It matters little if the parents have no history of violence, or that there is not a single shred of real forensic evidence which supports the diagnosis of abuse.
Once the Child Abuse Pediatrician decrees that child abuse has happened, the Child Protective System, as well as the foster care and adoption system, becomes activated, and parents watch in horror as their children are stripped away from them, sometimes permanently.
Health Impact News has documented much of the history of the entity known as CPS:
These events parallel the takeover of American healthcare by corporate pharmaceutical interests through the rise of the American Medical Association (AMA) in the late 1800’s.

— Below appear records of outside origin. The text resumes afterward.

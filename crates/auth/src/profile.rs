use serde::{Deserialize, Serialize};

use rentroll_core::OwnerId;

use crate::roles::Role;

/// Nested role object as the backend serializes it.
#[derive(Debug, Clone, Copy, PartialEq, Eq, Serialize, Deserialize)]
pub struct RoleInfo {
    pub authority: Role,
}

/// The authenticated account, from `GET /users/me`.
#[derive(Debug, Clone, PartialEq, Serialize, Deserialize)]
pub struct UserProfile {
    pub user_id: i64,
    /// Data scope: which owner's houses/contracts this account sees.
    pub owner_id: OwnerId,
    pub email: String,
    #[serde(skip_serializing_if = "Option::is_none")]
    pub full_name: Option<String>,
    #[serde(skip_serializing_if = "Option::is_none")]
    pub phone: Option<String>,
    pub role: RoleInfo,
}

impl UserProfile {
    pub fn role(&self) -> Role {
        self.role.authority
    }
}
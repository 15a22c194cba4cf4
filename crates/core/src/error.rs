//! Domain error model.

use thiserror::Error;

/// Result type used across the domain layer.
pub type DomainResult<T> = Result<T, DomainError>;

/// Domain-level error.
///
/// Keep this focused on deterministic, business/domain failures (validation,
/// invariants, missing data). Transport concerns belong to the client layer.
#[derive(Debug, Error, Clone, PartialEq, Eq)]
pub enum DomainError {
    /// A value failed validation (e.g. malformed form input).
    #[error("validation failed: {0}")]
    Validation(String),

    /// An identifier was invalid (e.g. parse failure).
    #[error("invalid identifier: {0}")]
    InvalidId(String),

    /// A requested resource was not found (domain-level).
    #[error("not found")]
    NotFound,

    /// The current session lacks the required role.
    #[error("unauthorized")]
    Unauthorized,
}

impl DomainError {
    pub fn validation(msg: impl Into<String>) -> Self {
        Self::Validation(msg.into())
    }

    pub fn invalid_id(msg: impl Into<String>) -> Self {
        Self::InvalidId(msg.into())
    }

    pub fn not_found() -> Self {
        Self::NotFound
    }
}
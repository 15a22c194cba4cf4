//! Invoice endpoints (`/invoices/*`).

use rentroll_core::{ContractId, InvoiceId};
use rentroll_invoicing::{Invoice, InvoicePayload, InvoiceUpdate};

use crate::error::ApiError;
use crate::http::{Acknowledgement, ApiClient};

impl ApiClient {
    pub async fn invoices(&self) -> Result<Vec<Invoice>, ApiError> {
        self.get_json("invoices/").await
    }

    /// Full, unsorted history for one contract; chronology is derived
    /// client-side from `(due_date, created_at)`.
    pub async fn invoices_by_contract(
        &self,
        rr_id: ContractId,
    ) -> Result<Vec<Invoice>, ApiError> {
        self.get_json(&format!("invoices/rented-room/{rr_id}")).await
    }

    pub async fn pending_invoices(&self) -> Result<Vec<Invoice>, ApiError> {
        self.get_json("invoices/pending").await
    }

    pub async fn invoice(&self, invoice_id: InvoiceId) -> Result<Invoice, ApiError> {
        self.get_json(&format!("invoices/{invoice_id}")).await
    }

    pub async fn create_invoice(&self, payload: &InvoicePayload) -> Result<Invoice, ApiError> {
        self.post_json("invoices/", payload).await
    }

    pub async fn update_invoice(
        &self,
        invoice_id: InvoiceId,
        update: &InvoiceUpdate,
    ) -> Result<Invoice, ApiError> {
        self.put_json(&format!("invoices/{invoice_id}"), update).await
    }

    pub async fn pay_invoice(&self, invoice_id: InvoiceId) -> Result<Acknowledgement, ApiError> {
        self.post_empty(&format!("invoices/{invoice_id}/pay")).await
    }

    pub async fn delete_invoice(
        &self,
        invoice_id: InvoiceId,
    ) -> Result<Acknowledgement, ApiError> {
        self.delete_json(&format!("invoices/{invoice_id}")).await
    }
}
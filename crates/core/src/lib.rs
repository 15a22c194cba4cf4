//! `rentroll-core` — domain foundation building blocks.
//!
//! This crate contains **pure domain** primitives (no HTTP or UI concerns).

pub mod error;
pub mod id;

pub use error::{DomainError, DomainResult};
pub use id::{ContractId, HouseId, InvoiceId, OwnerId, RoomId};
#![allow(dead_code)]

use async_trait::async_trait;
use serde_json::{json, Value};
use std::collections::HashMap;
use std::sync::atomic::{AtomicUsize, Ordering};
use std::sync::Mutex;
use std::time::Duration;

use bsblan::{BsbLanError, BsbLanResult, RawResponse, SetRequest, Transport};

/// In-memory stand-in for a BSB-LAN device that records every request
pub struct MockDevice {
    entries: Mutex<RawResponse>,
    info: Mutex<Value>,
    delays: Mutex<HashMap<String, Duration>>,
    failures: AtomicUsize,
    queries: Mutex<Vec<Vec<String>>>,
    writes: Mutex<Vec<SetRequest>>,
    telegrams: Mutex<Vec<(String, String)>>,
}

impl MockDevice {
    pub fn new() -> Self {
        Self {
            entries: Mutex::new(RawResponse::new()),
            info: Mutex::new(json!({
                "name": "BSB-LAN",
                "version": "3.1.2-20230101",
                "MAC": "00:80:41:19:69:90",
                "uptime": 1234
            })),
            delays: Mutex::new(HashMap::new()),
            failures: AtomicUsize::new(0),
            queries: Mutex::new(Vec::new()),
            writes: Mutex::new(Vec::new()),
            telegrams: Mutex::new(Vec::new()),
        }
    }

    pub fn with_entry(self, id: &str, entry: Value) -> Self {
        self.set_entry(id, entry);
        self
    }

    pub fn set_entry(&self, id: &str, entry: Value) {
        self.entries.lock().unwrap().insert(id.to_string(), entry);
    }

    pub fn copy_entries_from(&self, other: &MockDevice) {
        let source = other.entries.lock().unwrap().clone();
        self.entries.lock().unwrap().extend(source);
    }

    pub fn clear_entries(&self) {
        self.entries.lock().unwrap().clear();
    }

    pub fn set_firmware(&self, version: &str) {
        self.info.lock().unwrap()["version"] = json!(version);
    }

    /// Delay any query whose first ID is `first_id`.
    pub fn set_delay(&self, first_id: &str, delay: Duration) {
        self.delays.lock().unwrap().insert(first_id.to_string(), delay);
    }

    pub fn fail_next(&self, count: usize) {
        self.failures.store(count, Ordering::SeqCst);
    }

    pub fn query_count(&self) -> usize {
        self.queries.lock().unwrap().len()
    }

    pub fn queries(&self) -> Vec<Vec<String>> {
        self.queries.lock().unwrap().clone()
    }

    pub fn last_query(&self) -> Option<Vec<String>> {
        self.queries.lock().unwrap().last().cloned()
    }

    pub fn writes(&self) -> Vec<SetRequest> {
        self.writes.lock().unwrap().clone()
    }

    pub fn telegrams(&self) -> Vec<(String, String)> {
        self.telegrams.lock().unwrap().clone()
    }
}

#[async_trait]
impl Transport for MockDevice {
    async fn query(&self, ids: &[String]) -> BsbLanResult<RawResponse> {
        self.queries.lock().unwrap().push(ids.to_vec());

        let delay = ids
            .first()
            .and_then(|id| self.delays.lock().unwrap().get(id).copied());
        if let Some(delay) = delay {
            tokio::time::sleep(delay).await;
        }

        if self
            .failures
            .fetch_update(Ordering::SeqCst, Ordering::SeqCst, |n| n.checked_sub(1))
            .is_ok()
        {
            return Err(BsbLanError::Connection("connection reset by peer".into()));
        }

        let entries = self.entries.lock().unwrap();
        Ok(ids
            .iter()
            .filter_map(|id| entries.get(id).map(|e| (id.clone(), e.clone())))
            .collect())
    }

    async fn device_info(&self) -> BsbLanResult<Value> {
        Ok(self.info.lock().unwrap().clone())
    }

    async fn set(&self, request: &SetRequest) -> BsbLanResult<Value> {
        self.writes.lock().unwrap().push(request.clone());
        let mut body = serde_json::Map::new();
        body.insert(request.parameter.clone(), json!({ "status": 1 }));
        Ok(Value::Object(body))
    }

    async fn inf_telegram(&self, parameter: &str, value: &str) -> BsbLanResult<()> {
        self.telegrams
            .lock()
            .unwrap()
            .push((parameter.to_string(), value.to_string()));
        Ok(())
    }
}

/// A raw `/JQ` entry as the firmware reports it
pub fn entry(name: &str, value: &str, unit: &str, data_type: u8) -> Value {
    json!({
        "name": name,
        "error": 0,
        "value": value,
        "desc": "",
        "dataType": data_type,
        "readonly": 0,
        "unit": unit
    })
}

pub fn enum_entry(name: &str, value: &str, desc: &str) -> Value {
    json!({
        "name": name,
        "error": 0,
        "value": value,
        "desc": desc,
        "dataType": 1,
        "readonly": 0,
        "unit": ""
    })
}

/// Device answering all five essential hot water parameters
pub fn hot_water_device() -> MockDevice {
    MockDevice::new()
        .with_entry("1600", enum_entry("Betriebsart", "1", "Ein"))
        .with_entry("1610", entry("Nennsollwert", "50.0", "&deg;C", 0))
        .with_entry("1612", entry("Reduziertsollwert", "40.0", "&deg;C", 0))
        .with_entry("8830", entry("Trinkwassertemperatur 1", "47.3", "&deg;C", 0))
        .with_entry("8820", enum_entry("Trinkwasserpumpe", "0", "Aus"))
}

The AMA suppressed all other modalities of dealing with sickness by establishing a licensing process for “medical doctors” which was backed by powerful government interests.
When it comes to the seizure of children from their families by Child Protective Services, doctors don’t merely play a peripheral role, contributing their medical findings to the body of evidence gathered by law enforcement investigators.
On the contrary, doctors known as Child Abuse Pediatricians are at the very heart of what has become known as state-sponsored child abductions and medical kidnappings.
Though board certification for the sub-specialty of Child Abuse Pediatricians did not exist before 2010, their history traces back to the early and mid 1900s.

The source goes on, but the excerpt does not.